LMSYS Org develops open models, datasets, systems, and evaluation tools for large models.

EVALUATION

Chatbot Arena

A benchmark platform for large language models (LLMs) that features anonymous, randomized battles in a crowdsourced manner. It comes with a leaderboard based on Elo ratings.

Arena Hard Auto

An automatic pipeline converting live data to high quality benchmarks for evaluating chat assistants. The questions are more difficult than those in MT-Bench.

MT-Bench

A set of challenging, multi-turn, and open-ended questions for evaluating chat assistants.

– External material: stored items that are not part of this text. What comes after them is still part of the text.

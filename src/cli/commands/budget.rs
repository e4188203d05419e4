use bufy_core::CoreError;
use bufy_domain::{BudgetDraft, BudgetFilter, Displayable};

use crate::cli::core::{parse_amount, parse_id, CommandError, CommandResult, ShellContext};
use crate::cli::output;
use super::CommandEntry;
use crate::cli::render;

pub(crate) fn definitions() -> Vec<CommandEntry> {
    vec![
        CommandEntry::new(
            "summary",
            "Show income, savings and budget totals",
            "summary",
            cmd_summary,
        )
        .with_aliases(&["overview"]),
        CommandEntry::new(
            "list",
            "List budgets matching the current search and filter",
            "list",
            cmd_list,
        )
        .with_aliases(&["ls"]),
        CommandEntry::new(
            "search",
            "Narrow the list by budget name (no term clears the search)",
            "search [term]",
            cmd_search,
        ),
        CommandEntry::new(
            "filter",
            "Show all, over-budget or under-budget entries",
            "filter <all|over|under>",
            cmd_filter,
        ),
        CommandEntry::new(
            "create",
            "Create a budget for an empty category",
            "create <name> <amount>",
            cmd_create,
        ),
        CommandEntry::new(
            "edit",
            "Change the amount of an existing budget",
            "edit <id> <amount> [name]",
            cmd_edit,
        ),
        CommandEntry::new("delete", "Delete a budget", "delete <id>", cmd_delete)
            .with_aliases(&["rm"]),
        CommandEntry::new(
            "view",
            "Open the detail route of a budget",
            "view <id>",
            cmd_view,
        ),
    ]
}

fn cmd_summary(context: &mut ShellContext, _args: &[&str]) -> CommandResult {
    context.sync_view();
    context.require_snapshot()?;
    output::section("Budget Overview");
    for line in render::overview_lines(&context.view.overview(), &context.amount_format()) {
        output::info(line);
    }
    Ok(())
}

fn cmd_list(context: &mut ShellContext, _args: &[&str]) -> CommandResult {
    context.sync_view();
    let query = context.view.query();
    if query.search.is_empty() {
        output::section(query.filter.label());
    } else {
        output::section(format!("{} matching \"{}\"", query.filter.label(), query.search));
    }

    if let Some(message) = context.view.empty_state_message() {
        output::info(message);
        return Ok(());
    }
    let entries = context.view.visible_entries();
    output::info(render::budget_table(
        &context.view,
        &entries,
        &context.amount_format(),
    ));
    Ok(())
}

fn cmd_search(context: &mut ShellContext, args: &[&str]) -> CommandResult {
    let term = args.join(" ");
    if term.trim().is_empty() {
        context.view.set_search("");
        output::info("Search cleared.");
    } else {
        output::info(format!("Searching budgets for \"{}\".", term));
        context.view.set_search(term);
    }
    cmd_list(context, &[])
}

fn cmd_filter(context: &mut ShellContext, args: &[&str]) -> CommandResult {
    let Some(raw) = args.first() else {
        output::info(format!(
            "Current filter: {}",
            context.view.query().filter.label()
        ));
        return Ok(());
    };
    let filter = raw
        .parse::<BudgetFilter>()
        .map_err(|err| CommandError::InvalidArguments(err.to_string()))?;
    context.view.set_filter(filter);
    cmd_list(context, &[])
}

fn cmd_create(context: &mut ShellContext, args: &[&str]) -> CommandResult {
    if args.len() < 2 {
        return Err(CommandError::InvalidArguments(
            "usage: create <name> <amount>".into(),
        ));
    }
    context.require_snapshot()?;
    let (amount_arg, name_parts) = args.split_last().ok_or_else(|| {
        CommandError::InvalidArguments("usage: create <name> <amount>".into())
    })?;
    let amount = parse_amount(amount_arg)?;
    let draft = BudgetDraft::new(name_parts.join(" "), amount);

    context.sync_view();
    context.view.open_create_dialog();
    let saved = context.view.save(draft, &mut context.actions);
    if !saved {
        context.view.cancel_edit();
    }
    context.sync_view();
    Ok(())
}

fn cmd_edit(context: &mut ShellContext, args: &[&str]) -> CommandResult {
    if args.len() < 2 {
        return Err(CommandError::InvalidArguments(
            "usage: edit <id> <amount> [name]".into(),
        ));
    }
    context.require_snapshot()?;
    let id = parse_id(args[0])?;
    let amount = parse_amount(args[1])?;

    context.sync_view();
    context.view.begin_edit(id)?;
    let name = if args.len() > 2 {
        args[2..].join(" ")
    } else {
        context
            .view
            .budget_to_edit()
            .map(|entry| entry.name.clone())
            .unwrap_or_default()
    };
    let saved = context
        .view
        .save(BudgetDraft::new(name, amount), &mut context.actions);
    if !saved {
        context.view.cancel_edit();
    }
    context.sync_view();
    Ok(())
}

fn cmd_delete(context: &mut ShellContext, args: &[&str]) -> CommandResult {
    let Some(raw) = args.first() else {
        return Err(CommandError::InvalidArguments("usage: delete <id>".into()));
    };
    context.require_snapshot()?;
    let id = parse_id(raw)?;

    context.sync_view();
    let label = context
        .view
        .entries()
        .iter()
        .find(|entry| entry.id == id)
        .map(|entry| entry.display_label())
        .ok_or(CoreError::BudgetNotFound(id))?;
    if !context.confirm(&format!("Delete budget {}?", label))? {
        output::info("Operation cancelled.");
        return Ok(());
    }
    context.view.delete(id, &mut context.actions);
    context.sync_view();
    Ok(())
}

fn cmd_view(context: &mut ShellContext, args: &[&str]) -> CommandResult {
    let Some(raw) = args.first() else {
        return Err(CommandError::InvalidArguments("usage: view <id>".into()));
    };
    let id = parse_id(raw)?;

    context.sync_view();
    let entry = context
        .view
        .entries()
        .iter()
        .find(|entry| entry.id == id)
        .cloned()
        .ok_or(CoreError::BudgetNotFound(id))?;
    let route = context.view.view_details(id, &mut context.actions)?;
    output::info(format!("{} -> {}", entry.display_label(), route));
    Ok(())
}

It uses LLM-as-a-judge to evaluate model responses.

SYSTEMS

FastChat

An open and scalable platform for training, finetuning, serving, and evaluating LLM-based chatbots.

SGLang

A fast serving engine for LLMs and VLMs.

S-LoRA

A system for serving thousands of concurrent LoRA adapters.

RouteLLM

A framework for serving and evaluating LLM routers.

Lookahead Decoding

An exact, fast, parallel decoding algorithm without the need for draft models or data stores.

DATASETS

LMSYS-Chat-1M

This dataset contains one million real-world conversations with 25 state-of-the-art LLMs.

Chatbot Arena Conversations

This dataset contains 33K cleaned conversations with pairwise human preferences collected on Chatbot Arena.

ToxicChat

This dataset contains 10K high-quality data for content moderation in real-world user-AI interactions based on user queries from the Vicuna online demo.

MODELS

Vicuna

Base: Llama

Size: 7B, 13B, 33B

An open-source chatbot impressing GPT-4 with 90%* ChatGPT quality.

LongChat

Base: Llama

Size: 7B, 13B

A series of open-source chatbots with long context length (16K - 32K).

FastChat-T5

Base: Flan-T5

Size: 3B

A commercial-friendly, compact, yet powerful chat assistant.